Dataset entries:
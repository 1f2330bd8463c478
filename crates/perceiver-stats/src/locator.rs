//! Lookup of labelled stat widgets inside a container.

use scraper::ElementRef;

use crate::model::RawStatToken;
use crate::signatures::SIGNATURES;

/// Value text of the first stat widget under `container` whose label equals `label`.
///
/// Labels are compared trimmed and case-insensitively. The first widget with a matching label
/// decides the outcome, even when it carries no value element.
pub fn find_stat_value(container: ElementRef<'_>, label: &str) -> Option<String> {
    let wanted = label.trim().to_lowercase();
    container
        .select(&SIGNATURES.stat_widget)
        .find(|widget| widget_label(*widget).as_deref() == Some(wanted.as_str()))
        .and_then(|widget| first_text(widget, &SIGNATURES.stat_value))
}

/// Every label/value pair under `container`, in document order.
pub fn stat_tokens(container: ElementRef<'_>) -> Vec<RawStatToken> {
    container
        .select(&SIGNATURES.stat_widget)
        .filter_map(|widget| {
            let label = first_text(widget, &SIGNATURES.stat_label)?;
            let value = first_text(widget, &SIGNATURES.stat_value).unwrap_or_default();
            Some(RawStatToken { label, value })
        })
        .collect()
}

fn widget_label(widget: ElementRef<'_>) -> Option<String> {
    first_text(widget, &SIGNATURES.stat_label).map(|text| text.to_lowercase())
}

/// Trimmed text content of the first descendant matching `selector`.
pub(crate) fn first_text(scope: ElementRef<'_>, selector: &scraper::Selector) -> Option<String> {
    scope
        .select(selector)
        .next()
        .map(|element| element.text().collect::<String>().trim().to_string())
}

#[cfg(test)]
mod tests {
    use super::*;
    use scraper::{Html, Selector};

    fn grid(html: &str) -> Html {
        Html::parse_fragment(&format!("<div class=\"container\">{html}</div>"))
    }

    fn root(doc: &Html) -> ElementRef<'_> {
        let sel = Selector::parse("div.container").unwrap();
        doc.select(&sel).next().unwrap()
    }

    #[test]
    fn finds_vertical_and_horizontal_widgets() {
        let doc = grid(
            r#"<div class="stat-ver"><span class="stat-name">Kills</span><span class="stat-value">1,204</span></div>
               <div class="stat-hor"><span class="stat-name">Deaths</span><span class="stat-value"> 300 </span></div>"#,
        );
        assert_eq!(find_stat_value(root(&doc), "Kills").as_deref(), Some("1,204"));
        assert_eq!(find_stat_value(root(&doc), "Deaths").as_deref(), Some("300"));
    }

    #[test]
    fn label_match_ignores_case_and_whitespace() {
        let doc = grid(
            r#"<div class="stat-ver"><span class="stat-name">
                 HS%
               </span><span class="stat-value">25%</span></div>"#,
        );
        assert_eq!(find_stat_value(root(&doc), "hs%").as_deref(), Some("25%"));
        assert_eq!(find_stat_value(root(&doc), " HS% ").as_deref(), Some("25%"));
    }

    #[test]
    fn missing_label_is_absent() {
        let doc = grid(
            r#"<div class="stat-ver"><span class="stat-name">Kills</span><span class="stat-value">5</span></div>"#,
        );
        assert!(find_stat_value(root(&doc), "Revives").is_none());
    }

    #[test]
    fn first_match_wins() {
        let doc = grid(
            r#"<div class="stat-ver"><span class="stat-name">Wins</span><span class="stat-value">7</span></div>
               <div class="stat-hor"><span class="stat-name">Wins</span><span class="stat-value">9</span></div>"#,
        );
        assert_eq!(find_stat_value(root(&doc), "Wins").as_deref(), Some("7"));
    }

    #[test]
    fn first_match_without_value_is_absent() {
        let doc = grid(
            r#"<div class="stat-ver"><span class="stat-name">Wins</span></div>
               <div class="stat-hor"><span class="stat-name">Wins</span><span class="stat-value">9</span></div>"#,
        );
        assert!(find_stat_value(root(&doc), "Wins").is_none());
    }

    #[test]
    fn collects_tokens_in_document_order() {
        let doc = grid(
            r#"<div class="stat-ver"><span class="stat-name">Kills</span><span class="stat-value">5</span></div>
               <div class="stat-hor"><span class="stat-name">Assists</span></div>
               <div class="stat-ver"><span class="stat-value">orphan</span></div>"#,
        );
        let tokens = stat_tokens(root(&doc));
        assert_eq!(
            tokens,
            vec![
                RawStatToken {
                    label: "Kills".into(),
                    value: "5".into()
                },
                RawStatToken {
                    label: "Assists".into(),
                    value: String::new()
                },
            ]
        );
    }
}
use std::path::PathBuf;

use statgrab::Config;
use stealth::config::load_bundle_from_path;
use stealth::StealthRuntime;

fn config_dir() -> PathBuf {
    PathBuf::from(env!("CARGO_MANIFEST_DIR")).join("config")
}

#[test]
fn example_config_matches_defaults() {
    let parsed = Config::from_path(&config_dir().join("statgrab.example.yaml")).unwrap();
    let defaults = Config::default();
    assert_eq!(parsed.server.port, defaults.server.port);
    assert!(parsed.server.api_key.is_none());
    assert_eq!(
        parsed.render.blocked_resource_types,
        defaults.render.blocked_resource_types
    );
    assert_eq!(parsed.render.marker_selector, defaults.render.marker_selector);
    assert_eq!(parsed.render.grace_delay_ms, defaults.render.grace_delay_ms);
}

#[test]
fn example_stealth_bundle_loads() {
    let bundle = load_bundle_from_path(config_dir().join("stealth_profiles.example.yaml")).unwrap();
    let runtime = StealthRuntime::from_bundle(bundle, None).unwrap();
    let active = runtime.active_profile();
    assert_eq!(active.name, "desktop_chrome_linux");
    assert_eq!(active.timezone.as_deref(), Some("America/New_York"));
    assert!(runtime.profile_names().contains(&"plain".to_string()));
}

> [Work order] In the records above, which lines hold the string "ElementRef"? Copy each one.

> [Answer box]
use scraper::ElementRef;
pub fn find_stat_value(container: ElementRef<'_>, label: &str) -> Option<String> {
pub fn stat_tokens(container: ElementRef<'_>) -> Vec<RawStatToken> {
fn widget_label(widget: ElementRef<'_>) -> Option<String> {
pub(crate) fn first_text(scope: ElementRef<'_>, selector: &scraper::Selector) -> Option<String> {
    fn root(doc: &Html) -> ElementRef<'_> {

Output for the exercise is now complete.